The anti-Buchanan Reformers have their own highlight, an “acceptance speech” by rival nominee John Hagelin. Hagelin's people like to talk about how smart he is, but his 35-minute word-ramble rails against everything from pork-barrel federal spending to the dangers of genetically engineered foods without ever really saying what the hell the Reform Party is. Instead, throughout his talk Hagelin makes repeated references to the “powerful ideas” that make up the Natural Law Party. He never explains what those powerful ideas are, either, ending his remarks by inviting Fulani onto the stage to thank her for her “inspirational and organizational genius.”

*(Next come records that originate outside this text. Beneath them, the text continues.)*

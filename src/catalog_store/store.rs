//! SQLite-backed catalog store implementation.
//!
//! Writes go through a single connection guarded by a mutex, reads are spread
//! over a small pool of read-only connections. The database runs in WAL mode
//! so readers never wait on the writer.

use super::error::{map_insert_error, CatalogStoreError, CatalogStoreResult};
use super::models::{Category, CategoryId, Item, ItemId};
use super::schema::CATALOG_VERSIONED_SCHEMAS;
use super::trait_def::CatalogStore;
use super::validation::{validate_category_name, validate_new_item};
use crate::sqlite_persistence::BASE_DB_VERSION;
use anyhow::{bail, Context, Result};
use rusqlite::{params, Connection, OptionalExtension, TransactionBehavior};
use std::path::Path;
use std::sync::atomic::{AtomicUsize, Ordering};
use std::sync::{Arc, Mutex, MutexGuard, PoisonError};
use std::time::Duration;
use tracing::{debug, info};

pub const DEFAULT_READ_POOL_SIZE: usize = 4;

const BUSY_TIMEOUT: Duration = Duration::from_secs(5);

/// SQLite-backed store for items and categories.
#[derive(Clone)]
pub struct SqliteCatalogStore {
    read_pool: Vec<Arc<Mutex<Connection>>>,
    write_conn: Arc<Mutex<Connection>>,
    read_index: Arc<AtomicUsize>,
}

fn lock(conn: &Mutex<Connection>) -> MutexGuard<'_, Connection> {
    conn.lock().unwrap_or_else(PoisonError::into_inner)
}

fn migrate_if_needed(conn: &mut Connection) -> Result<()> {
    let latest_version = CATALOG_VERSIONED_SCHEMAS.len() - 1;
    let latest_schema = &CATALOG_VERSIONED_SCHEMAS[latest_version];

    let table_count: i64 = conn.query_row(
        "SELECT COUNT(*) FROM sqlite_master WHERE type='table' AND name NOT LIKE 'sqlite_%'",
        [],
        |r| r.get(0),
    )?;

    if table_count == 0 {
        info!("Creating catalog db schema at version {}", latest_version);
        latest_schema.create(conn)?;
        return Ok(());
    }

    let db_version: i64 = conn.query_row("PRAGMA user_version", [], |r| r.get(0))?;
    if db_version < BASE_DB_VERSION as i64 {
        bail!(
            "Database has user_version {}, it was not created by this server",
            db_version
        );
    }
    let mut current_version = (db_version - BASE_DB_VERSION as i64) as usize;
    if current_version > latest_version {
        bail!(
            "Catalog db is at version {}, newer than the latest known version {}",
            current_version,
            latest_version
        );
    }

    if current_version < latest_version {
        let tx = conn.transaction()?;
        for schema in CATALOG_VERSIONED_SCHEMAS.iter().skip(current_version + 1) {
            if let Some(migration_fn) = schema.migration {
                info!(
                    "Migrating catalog db from version {} to {}",
                    current_version, schema.version
                );
                migration_fn(&tx)?;
            }
            current_version = schema.version;
        }
        tx.pragma_update(None, "user_version", BASE_DB_VERSION + current_version)?;
        tx.commit()?;
    }

    latest_schema
        .validate(conn)
        .context("Catalog db schema does not match the expected one")
}

impl SqliteCatalogStore {
    /// Open (or create) the catalog database at `db_path`.
    ///
    /// # Arguments
    /// * `db_path` - Path to the SQLite database file
    /// * `read_pool_size` - Number of connections used for concurrent reads
    pub fn new<P: AsRef<Path>>(db_path: P, read_pool_size: usize) -> Result<Self> {
        let db_path_ref = db_path.as_ref();

        let mut write_conn = Connection::open_with_flags(
            db_path_ref,
            rusqlite::OpenFlags::SQLITE_OPEN_READ_WRITE
                | rusqlite::OpenFlags::SQLITE_OPEN_CREATE
                | rusqlite::OpenFlags::SQLITE_OPEN_URI
                | rusqlite::OpenFlags::SQLITE_OPEN_NO_MUTEX,
        )
        .with_context(|| format!("Failed to open catalog database {:?}", db_path_ref))?;

        write_conn.busy_timeout(BUSY_TIMEOUT)?;
        write_conn.pragma_update(None, "foreign_keys", "ON")?;
        migrate_if_needed(&mut write_conn)?;
        write_conn.pragma_update(None, "journal_mode", "WAL")?;

        let mut read_pool = Vec::with_capacity(read_pool_size.max(1));
        for _ in 0..read_pool_size.max(1) {
            let read_conn = Connection::open_with_flags(
                db_path_ref,
                rusqlite::OpenFlags::SQLITE_OPEN_READ_ONLY
                    | rusqlite::OpenFlags::SQLITE_OPEN_URI
                    | rusqlite::OpenFlags::SQLITE_OPEN_NO_MUTEX,
            )?;
            read_conn.busy_timeout(BUSY_TIMEOUT)?;
            read_pool.push(Arc::new(Mutex::new(read_conn)));
        }

        let store = SqliteCatalogStore {
            write_conn: Arc::new(Mutex::new(write_conn)),
            read_pool,
            read_index: Arc::new(AtomicUsize::new(0)),
        };

        info!(
            "Opened catalog: {} items, {} categories",
            store.get_items_count(),
            store.get_categories_count()
        );

        Ok(store)
    }

    fn get_read_conn(&self) -> Arc<Mutex<Connection>> {
        let index = self.read_index.fetch_add(1, Ordering::SeqCst) % self.read_pool.len();
        self.read_pool[index].clone()
    }

    // =========================================================================
    // Internal Helper Methods
    // =========================================================================

    fn category_id_by_name(
        conn: &Connection,
        name: &str,
    ) -> CatalogStoreResult<Option<CategoryId>> {
        let mut stmt = conn.prepare_cached("SELECT id FROM categories WHERE name = ?1")?;
        Ok(stmt.query_row(params![name], |r| r.get(0)).optional()?)
    }

    fn insert_category(conn: &Connection, name: &str) -> CatalogStoreResult<CategoryId> {
        conn.execute("INSERT INTO categories (name) VALUES (?1)", params![name])
            .map_err(|e| map_insert_error(e, Some(name)))?;
        let id = conn.last_insert_rowid();
        info!("Created category '{}' with id {}", name, id);
        Ok(id)
    }

    fn insert_item(
        conn: &Connection,
        name: &str,
        category_id: CategoryId,
        image_filename: &str,
    ) -> CatalogStoreResult<ItemId> {
        conn.execute(
            "INSERT INTO items (name, category_id, image_filename) VALUES (?1, ?2, ?3)",
            params![name, category_id, image_filename],
        )
        .map_err(|e| map_insert_error(e, None))?;
        Ok(conn.last_insert_rowid())
    }

    /// Resolve the category id for `name`, inserting the category if needed.
    fn find_or_create_category(conn: &Connection, name: &str) -> CatalogStoreResult<CategoryId> {
        if let Some(id) = Self::category_id_by_name(conn, name)? {
            return Ok(id);
        }
        Self::insert_or_reread_category(conn, name)
    }

    /// Insert `name`, falling back to the existing row if the insert lost a race.
    fn insert_or_reread_category(conn: &Connection, name: &str) -> CatalogStoreResult<CategoryId> {
        match Self::insert_category(conn, name) {
            Ok(id) => Ok(id),
            Err(CatalogStoreError::DuplicateName(_)) => {
                // Another writer on the same file got there first.
                debug!("Category '{}' appeared concurrently, re-reading it", name);
                Self::category_id_by_name(conn, name)?
                    .ok_or_else(|| CatalogStoreError::DuplicateName(name.to_string()))
            }
            Err(err) => Err(err),
        }
    }

    fn parse_item_row(row: &rusqlite::Row) -> rusqlite::Result<Item> {
        Ok(Item {
            id: row.get(0)?,
            name: row.get(1)?,
            category: row.get(2)?,
            image: row.get(3)?,
        })
    }

    fn count_rows(&self, table: &str) -> usize {
        let read_conn = self.get_read_conn();
        let conn = lock(&read_conn);
        conn.query_row(&format!("SELECT COUNT(*) FROM {}", table), [], |r| {
            r.get::<_, i64>(0)
        })
        .map(|count| count as usize)
        .unwrap_or(0)
    }
}

const SELECT_ITEMS: &str = "SELECT items.id, items.name, categories.name, items.image_filename \
     FROM items JOIN categories ON categories.id = items.category_id";

impl CatalogStore for SqliteCatalogStore {
    fn find_category_id_by_name(&self, name: &str) -> CatalogStoreResult<Option<CategoryId>> {
        let read_conn = self.get_read_conn();
        let conn = lock(&read_conn);
        Self::category_id_by_name(&conn, name)
    }

    fn create_category(&self, name: &str) -> CatalogStoreResult<CategoryId> {
        validate_category_name(name)?;
        let conn = lock(&self.write_conn);
        Self::insert_category(&conn, name)
    }

    fn get_all_categories(&self) -> CatalogStoreResult<Vec<Category>> {
        let read_conn = self.get_read_conn();
        let conn = lock(&read_conn);
        let mut stmt = conn.prepare_cached("SELECT id, name FROM categories ORDER BY id")?;
        let categories = stmt
            .query_map([], |r| {
                Ok(Category {
                    id: r.get(0)?,
                    name: r.get(1)?,
                })
            })?
            .collect::<Result<Vec<_>, _>>()?;
        Ok(categories)
    }

    fn create_item(
        &self,
        name: &str,
        category_id: CategoryId,
        image_filename: &str,
    ) -> CatalogStoreResult<ItemId> {
        validate_new_item(name, image_filename)?;
        let conn = lock(&self.write_conn);
        Self::insert_item(&conn, name, category_id, image_filename)
    }

    fn add_item(
        &self,
        name: &str,
        category_name: &str,
        image_filename: &str,
    ) -> CatalogStoreResult<ItemId> {
        validate_category_name(category_name)?;
        validate_new_item(name, image_filename)?;

        let mut conn = lock(&self.write_conn);
        let tx = conn.transaction_with_behavior(TransactionBehavior::Immediate)?;
        let category_id = Self::find_or_create_category(&tx, category_name)?;
        let item_id = Self::insert_item(&tx, name, category_id, image_filename)?;
        tx.commit()?;

        info!(
            "Added item {} '{}' in category '{}' ({})",
            item_id, name, category_name, category_id
        );
        Ok(item_id)
    }

    fn get_all_items(&self) -> CatalogStoreResult<Vec<Item>> {
        let read_conn = self.get_read_conn();
        let conn = lock(&read_conn);
        let mut stmt = conn.prepare_cached(&format!("{} ORDER BY items.id", SELECT_ITEMS))?;
        let items = stmt
            .query_map([], Self::parse_item_row)?
            .collect::<Result<Vec<_>, _>>()?;
        Ok(items)
    }

    fn get_item_by_id(&self, id: ItemId) -> CatalogStoreResult<Option<Item>> {
        let read_conn = self.get_read_conn();
        let conn = lock(&read_conn);
        let mut stmt = conn.prepare_cached(&format!("{} WHERE items.id = ?1", SELECT_ITEMS))?;
        Ok(stmt.query_row(params![id], Self::parse_item_row).optional()?)
    }

    fn get_items_count(&self) -> usize {
        self.count_rows("items")
    }

    fn get_categories_count(&self) -> usize {
        self.count_rows("categories")
    }
}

It's the most concrete moment in an otherwise fuzzy address, and it speaks volumes about Hagelin's politics. Either he's unaware of the notorious, well-documented history of Fulani's now-defunct New Alliance Party—a political and therapeutic movement that allegedly manipulated people into signing over their savings as down payments for membership.

As he ends his speech, Hagelin beams down at the meager crowd below him with the benevolent gaze of a Hindu scholar or a New Age motivational speaker. For a moment, it's almost possible to forget the fact that the Reform Party, whatever diversity of ideals it once represented, is gone, crushed under Buchanan's leaden rhetoric about the culture war and his years as a brass-knuckled political strategist.

“It's time to take our part in history as the party that broke the two-party death grip!” Hagelin shouts to a half-empty room. “Let's make history!”

Or maybe that should have been, “We're history.”